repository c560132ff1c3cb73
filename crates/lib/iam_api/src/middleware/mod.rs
//! Request middleware.

pub mod auth;
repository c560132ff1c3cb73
//! Service wrappers: log each operation and translate core errors.

pub mod auth;
pub mod users;

use crate::error::{AppError, AppResult};

/// Run CPU-heavy work (bcrypt) off the async executor.
async fn blocking<T, F>(f: F) -> AppResult<T>
where
    F: FnOnce() -> AppResult<T> + Send + 'static,
    T: Send + 'static,
{
    tokio::task::spawn_blocking(f)
        .await
        .map_err(|e| AppError::Internal(format!("blocking task failed: {e}")))?
}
^^^^^^^^^^^^^^^^
◆ PROBLEM TO WORK ON:
Copy the lines above, please. Keep them exact.

◆ RESPONSE:
repository c560132ff1c3cb73
filename crates/lib/iam_api/src/middleware/mod.rs
//! Request middleware.

pub mod auth;
repository c560132ff1c3cb73
//! Service wrappers: log each operation and translate core errors.

pub mod auth;
pub mod users;

use crate::error::{AppError, AppResult};

/// Run CPU-heavy work (bcrypt) off the async executor.
async fn blocking<T, F>(f: F) -> AppResult<T>
where
    F: FnOnce() -> AppResult<T> + Send + 'static,
    T: Send + 'static,
{
    tokio::task::spawn_blocking(f)
        .await
        .map_err(|e| AppError::Internal(format!("blocking task failed: {e}")))?
}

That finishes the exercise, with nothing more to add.